Burcu Vitrinel, Hiromi W.L. Koh, Funda Mujgan Kar, Shuvadeep Maity, Justin Rendleman, Hyungwon Choi, Christine Vogel

Research output: Contribution to journalArticlepeer-review

Abstract

Mass spectrometry based proteomics and other technologies have matured to enable routine quantitative, system- wide analysis of concentrations, modifications, and interactions of proteins, mRNAs, and other molecules. These studies have allowed us to move toward a new field concerned with mining information from the combination of these orthogonal data sets, perhaps called "integromics." We highlight examples of recent studies and tools that aim at relating proteomic information to mRNAs, genetic associations, and changes in small molecules and lipids.
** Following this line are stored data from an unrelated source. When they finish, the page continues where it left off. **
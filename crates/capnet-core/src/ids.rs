//! Strongly typed, zero-cost identifier wrappers.
//!
//! All IDs are `Copy + Ord + Hash` so they can be used as map keys and sorted
//! collection elements without ceremony.  Allocation is monotonic per entity
//! class (the ledger never reuses an id after deletion), so id uniqueness
//! holds for the lifetime of a ledger instance.

use std::fmt;

/// Generate a typed ID wrapper around a primitive integer.
macro_rules! typed_id {
    ($(#[$attr:meta])* $vis:vis struct $name:ident($inner:ty);) => {
        $(#[$attr])*
        #[derive(Copy, Clone, PartialEq, Eq, Hash, PartialOrd, Ord, Debug)]
        #[derive(serde::Serialize, serde::Deserialize)]
        #[serde(transparent)]
        $vis struct $name(pub $inner);

        impl $name {
            /// Sentinel meaning "no valid ID" — equivalent to `u32::MAX`.
            pub const INVALID: $name = $name(<$inner>::MAX);

            /// Cast to `usize` for direct use as a `Vec` index.
            #[inline(always)]
            pub fn index(self) -> usize {
                self.0 as usize
            }
        }

        impl Default for $name {
            /// Returns the `INVALID` sentinel so uninitialized IDs are visibly invalid.
            #[inline(always)]
            fn default() -> Self {
                Self::INVALID
            }
        }

        impl fmt::Display for $name {
            fn fmt(&self, f: &mut fmt::Formatter<'_>) -> fmt::Result {
                write!(f, "{}({})", stringify!($name), self.0)
            }
        }

        impl From<$name> for usize {
            #[inline(always)]
            fn from(id: $name) -> usize {
                id.0 as usize
            }
        }

        impl TryFrom<usize> for $name {
            type Error = std::num::TryFromIntError;
            fn try_from(n: usize) -> Result<$name, Self::Error> {
                <$inner>::try_from(n).map($name)
            }
        }
    };
}

typed_id! {
    /// Identifier of a network node (site with switching capacity).
    pub struct NodeId(u32);
}

typed_id! {
    /// Identifier of a bidirectional link between two nodes.
    pub struct EdgeId(u32);
}

typed_id! {
    /// Identifier of a provisioned service (bandwidth demand along a path).
    pub struct ServiceId(u32);
}
//! Candidate service paths and their validation against live ledger state.
//!
//! The ledger itself only checks referential integrity on insert; routers
//! and callers run the full shape + capacity validation here first, then
//! insert.  Both routers emit their results as a [`ServicePath`].

use capnet_core::{EdgeId, NodeId};
use rustc_hash::FxHashSet;

use crate::error::{LedgerError, LedgerResult};
use crate::ledger::Ledger;

/// An explicit route through the network: parallel node and edge sequences,
/// `edges[i]` connecting `nodes[i]` and `nodes[i + 1]`.
#[derive(Clone, Debug, PartialEq)]
pub struct ServicePath {
    pub nodes: Vec<NodeId>,
    pub edges: Vec<EdgeId>,
}

impl ServicePath {
    pub fn new(nodes: Vec<NodeId>, edges: Vec<EdgeId>) -> Self {
        Self { nodes, edges }
    }

    /// Hop count h = number of edges.
    #[inline]
    pub fn hop_count(&self) -> usize {
        self.edges.len()
    }

    /// Full validation of this path as a candidate for carrying `demand_gbps`
    /// from `source` to `destination`:
    ///
    /// 1. shape: `nodes.len() == edges.len() + 1`, at least one hop, starts
    ///    at the source, ends at the destination, visits no node twice;
    /// 2. incidence: each edge exists and connects its two adjacent nodes
    ///    (in either stored order);
    /// 3. capacity: every edge has residual ≥ demand.
    ///
    /// The first failing check is returned; on success the path can be
    /// handed to [`Ledger::insert_service_with_path`] unchanged.
    pub fn validate(
        &self,
        ledger: &Ledger,
        source: NodeId,
        destination: NodeId,
        demand_gbps: f64,
    ) -> LedgerResult<()> {
        if !(demand_gbps > 0.0) {
            return Err(LedgerError::NonPositiveDemand(demand_gbps));
        }
        if source == destination {
            return Err(LedgerError::SameEndpoints(source));
        }
        if self.edges.is_empty() || self.nodes.len() != self.edges.len() + 1 {
            return Err(LedgerError::PathLengthMismatch {
                nodes: self.nodes.len(),
                edges: self.edges.len(),
            });
        }
        if self.nodes[0] != source || self.nodes[self.nodes.len() - 1] != destination {
            return Err(LedgerError::PathEndpointMismatch);
        }

        let mut seen: FxHashSet<NodeId> = FxHashSet::default();
        for &n in &self.nodes {
            ledger.node(n)?;
            if !seen.insert(n) {
                return Err(LedgerError::PathNotSimple(n));
            }
        }

        for (hop, &edge_id) in self.edges.iter().enumerate() {
            let edge = ledger.edge(edge_id)?;
            let (from, to) = (self.nodes[hop], self.nodes[hop + 1]);
            let connects = (edge.node_a == from && edge.node_b == to)
                || (edge.node_a == to && edge.node_b == from);
            if !connects {
                return Err(LedgerError::PathHopNotAnEdge {
                    hop,
                    edge: edge_id,
                    from,
                    to,
                });
            }
            let residual = ledger.residual(edge_id)?;
            if residual < demand_gbps {
                return Err(LedgerError::InsufficientCapacity {
                    edge: edge_id,
                    residual,
                    demand: demand_gbps,
                });
            }
        }
        Ok(())
    }

    /// Sum of per-hop great-circle distances along the node sequence, in km.
    pub fn distance_km(&self, ledger: &Ledger) -> LedgerResult<f64> {
        let mut total = 0.0;
        for pair in self.nodes.windows(2) {
            let a = ledger.node(pair[0])?;
            let b = ledger.node(pair[1])?;
            total += a.position.distance_km(b.position);
        }
        Ok(total)
    }
}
We argue that productive data integration differs from parallel acquisition and interpretation and should move toward quantitative modeling of the relationships between the data. These relationships might be expressed by temporal information retrieved from time series experiments, rate equations to model synthesis and degradation, or networks of causal, evolutionary, physical, and other interactions. We outline steps and considerations toward such integromic studies to exploit the synergy between data sets.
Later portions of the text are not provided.